◆ **Exercise directions**
Print nothing but the lines below starting at the line that holds "pub struct CrawlerConfig" and ending at the line that holds "crawled at once", including both, each exactly as written.
━━━ Task data ━━━
use crate::search::SearchCriteria;
use serde::Deserialize;
use std::fmt;
use std::str::FromStr;
use std::time::Duration;

/// Listing crawled when no `base-url` is configured
pub const DEFAULT_BASE_URL: &str = "https://www.nice.org.uk/guidance/published";

/// Main configuration structure
#[derive(Debug, Clone, Deserialize)]
pub struct Config {
    #[serde(default)]
    pub crawler: CrawlerConfig,
    #[serde(rename = "user-agent")]
    pub user_agent: UserAgentConfig,
    #[serde(default)]
    pub output: OutputConfig,
    #[serde(default)]
    pub search: Vec<SearchCriteria>,
}

/// Crawler behavior configuration
#[derive(Debug, Clone, Deserialize)]
#[serde(rename_all = "kebab-case", default)]
pub struct CrawlerConfig {
    /// Listing page the search criteria are applied to
    pub base_url: String,

    /// Attempts per request before giving up
    pub max_retries: u32,

    /// Listing pages fetched at once
    pub max_concurrent_list_pages: u32,

    /// Detail pages (with their chapters) crawled at once
    pub max_concurrent_detail_pages: u32,

    /// Total timeout per request (seconds)
    pub request_timeout_secs: u64,

    /// Lower bound of the randomized delay around requests (milliseconds)
    pub min_delay_ms: u64,

    /// Upper bound of the randomized delay around requests (milliseconds)
    pub max_delay_ms: u64,

    /// Attempts per chapter page
    pub chapter_retries: u32,

    /// Fixed wait between chapter attempts (milliseconds)
    pub chapter_backoff_ms: u64,

    /// Whether to crawl detail pages at all
    pub fetch_contents: bool,
}

impl Default for CrawlerConfig {
    fn default() -> Self {
        Self {
            base_url: DEFAULT_BASE_URL.to_string(),
            max_retries: 3,
            max_concurrent_list_pages: 5,
            max_concurrent_detail_pages: 5,
            request_timeout_secs: 30,
            min_delay_ms: 700,
            max_delay_ms: 1200,
            chapter_retries: 3,
            chapter_backoff_ms: 1000,
            fetch_contents: true,
        }
    }
}

impl CrawlerConfig {
    pub fn request_timeout(&self) -> Duration {
        Duration::from_secs(self.request_timeout_secs)
    }

    pub fn chapter_backoff(&self) -> Duration {
        Duration::from_millis(self.chapter_backoff_ms)
    }
}

/// User agent identification configuration
#[derive(Debug, Clone, Deserialize)]
pub struct UserAgentConfig {
    /// Name of the crawler
    #[serde(rename = "crawler-name")]
    pub crawler_name: String,

    /// Version of the crawler
    #[serde(rename = "crawler-version")]
    pub crawler_version: String,

    /// URL with information about the crawler
    #[serde(rename = "contact-url")]
    pub contact_url: String,

    /// Email address for crawler-related contact
    #[serde(rename = "contact-email")]
    pub contact_email: String,
}

impl UserAgentConfig {
    /// Formats the header value: `Name/Version (+ContactURL; ContactEmail)`
    pub fn header_value(&self) -> String {
        format!(
            "{}/{} (+{}; {})",
            self.crawler_name, self.crawler_version, self.contact_url, self.contact_email
        )
    }
}

/// Which files the output step writes
#[derive(Debug, Clone, Copy, PartialEq, Eq, Deserialize)]
#[serde(rename_all = "lowercase")]
pub enum OutputFormat {
    Csv,
    Json,
    Both,
}

impl OutputFormat {
    pub fn writes_csv(&self) -> bool {
        matches!(self, Self::Csv | Self::Both)
    }

    pub fn writes_json(&self) -> bool {
        matches!(self, Self::Json | Self::Both)
    }
}

impl FromStr for OutputFormat {
    type Err = String;

    fn from_str(s: &str) -> Result<Self, Self::Err> {
        match s.to_ascii_lowercase().as_str() {
            "csv" => Ok(Self::Csv),
            "json" => Ok(Self::Json),
            "both" => Ok(Self::Both),
            other => Err(format!("unknown output format '{}' (expected csv, json or both)", other)),
        }
    }
}

impl fmt::Display for OutputFormat {
    fn fmt(&self, f: &mut fmt::Formatter<'_>) -> fmt::Result {
        let name = match self {
            Self::Csv => "csv",
            Self::Json => "json",
            Self::Both => "both",
        };
        f.write_str(name)
    }
}

/// Output configuration
#[derive(Debug, Clone, Deserialize)]
#[serde(rename_all = "kebab-case", default)]
pub struct OutputConfig {
    /// Directory receiving the catalogue files
    pub directory: String,

    pub format: OutputFormat,

    /// Directory receiving one contents file per record, if set
    pub contents_directory: Option<String>,
}

impl Default for OutputConfig {
    fn default() -> Self {
        Self {
            directory: "output".to_string(),
            format: OutputFormat::Csv,
            contents_directory: None,
        }
    }
}
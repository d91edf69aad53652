use crate::common::{hits, html, test_user_agent};
use guidance_crawler::crawler::{build_http_client, FetchErrorKind, Fetcher, RateLimiter};
use std::sync::Arc;
use std::time::Duration;
use url::Url;
use wiremock::matchers::{header, method, path};
use wiremock::{Mock, MockServer, ResponseTemplate};

fn fetcher(max_attempts: u32) -> Fetcher {
    let client = build_http_client(&test_user_agent(), Duration::from_secs(5)).unwrap();
    Fetcher::new(client, max_attempts, Arc::new(RateLimiter::disabled()))
}

/// Mounts `failures` 500 responses followed by a success at `route`
async fn flaky(server: &MockServer, route: &str, failures: u64) {
    if failures > 0 {
        Mock::given(method("GET"))
            .and(path(route))
            .respond_with(ResponseTemplate::new(500))
            .up_to_n_times(failures)
            .with_priority(1)
            .mount(server)
            .await;
    }

    Mock::given(method("GET"))
        .and(path(route))
        .respond_with(html("<html><body>ok</body></html>"))
        .with_priority(2)
        .mount(server)
        .await;
}

#[tokio::test]
async fn test_fetch_succeeds_when_failures_fit_the_budget() {
    let server = MockServer::start().await;
    flaky(&server, "/flaky", 2).await;

    let fetcher = fetcher(3);
    let url = Url::parse(&format!("{}/flaky", server.uri())).unwrap();
    let page = fetcher.fetch(&url).await.unwrap();

    assert_eq!(page.status, 200);
    assert!(page.body.contains("ok"));
    assert_eq!(hits(&server, "/flaky").await, 3);
    // one pause before each retry, one after the success
    assert_eq!(fetcher.rate_limiter().pauses(), 3);
}

#[tokio::test]
async fn test_fetch_gives_up_after_budget() {
    let server = MockServer::start().await;
    flaky(&server, "/flaky", 3).await;

    let fetcher = fetcher(3);
    let url = Url::parse(&format!("{}/flaky", server.uri())).unwrap();
    let error = fetcher.fetch(&url).await.unwrap_err();

    assert_eq!(error.attempts, 3);
    assert_eq!(error.kind, FetchErrorKind::HttpStatus(500));
    assert_eq!(hits(&server, "/flaky").await, 3);
}

#[tokio::test]
async fn test_first_try_success_issues_one_request() {
    let server = MockServer::start().await;
    flaky(&server, "/steady", 0).await;

    let fetcher = fetcher(3);
    let url = Url::parse(&format!("{}/steady", server.uri())).unwrap();
    fetcher.fetch(&url).await.unwrap();

    assert_eq!(hits(&server, "/steady").await, 1);
    assert_eq!(fetcher.rate_limiter().pauses(), 1);
}

#[tokio::test]
async fn test_client_error_is_retried_on_listing_fetch() {
    let server = MockServer::start().await;
    Mock::given(method("GET"))
        .and(path("/missing"))
        .respond_with(ResponseTemplate::new(404))
        .mount(&server)
        .await;

    let fetcher = fetcher(2);
    let url = Url::parse(&format!("{}/missing", server.uri())).unwrap();
    let error = fetcher.fetch(&url).await.unwrap_err();

    assert_eq!(error.kind, FetchErrorKind::HttpStatus(404));
    assert_eq!(error.attempts, 2);
    assert_eq!(hits(&server, "/missing").await, 2);
}

#[tokio::test]
async fn test_user_agent_header_is_sent() {
    let server = MockServer::start().await;
    Mock::given(method("GET"))
        .and(path("/ua"))
        .and(header(
            "user-agent",
            "TestBot/1.0.0 (+https://example.com/contact; test@example.com)",
        ))
        .respond_with(html("<html></html>"))
        .mount(&server)
        .await;

    let fetcher = fetcher(1);
    let url = Url::parse(&format!("{}/ua", server.uri())).unwrap();
    assert!(fetcher.fetch(&url).await.is_ok());
}

#[tokio::test]
async fn test_slow_response_times_out() {
    let server = MockServer::start().await;
    Mock::given(method("GET"))
        .and(path("/slow"))
        .respond_with(html("<html></html>").set_delay(Duration::from_secs(3)))
        .mount(&server)
        .await;

    let client = build_http_client(&test_user_agent(), Duration::from_millis(200)).unwrap();
    let fetcher = Fetcher::new(client, 1, Arc::new(RateLimiter::disabled()));
    let url = Url::parse(&format!("{}/slow", server.uri())).unwrap();
    let error = fetcher.fetch(&url).await.unwrap_err();

    assert_eq!(error.kind, FetchErrorKind::Timeout);
    assert_eq!(error.attempts, 1);
}

#[tokio::test]
async fn test_unreachable_host_is_network_error() {
    // bind and drop a listener so the port is closed
    let port = {
        let listener = std::net::TcpListener::bind("127.0.0.1:0").unwrap();
        listener.local_addr().unwrap().port()
    };

    let fetcher = fetcher(1);
    let url = Url::parse(&format!("http://127.0.0.1:{}/", port)).unwrap();
    let error = fetcher.fetch(&url).await.unwrap_err();

    assert_eq!(error.kind, FetchErrorKind::Network);
    assert!(error.kind.is_transient());
}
━━━
◆ **Answer box**
pub struct CrawlerConfig {
    /// Listing page the search criteria are applied to
    pub base_url: String,

    /// Attempts per request before giving up
    pub max_retries: u32,

    /// Listing pages fetched at once
    pub max_concurrent_list_pages: u32,

    /// Detail pages (with their chapters) crawled at once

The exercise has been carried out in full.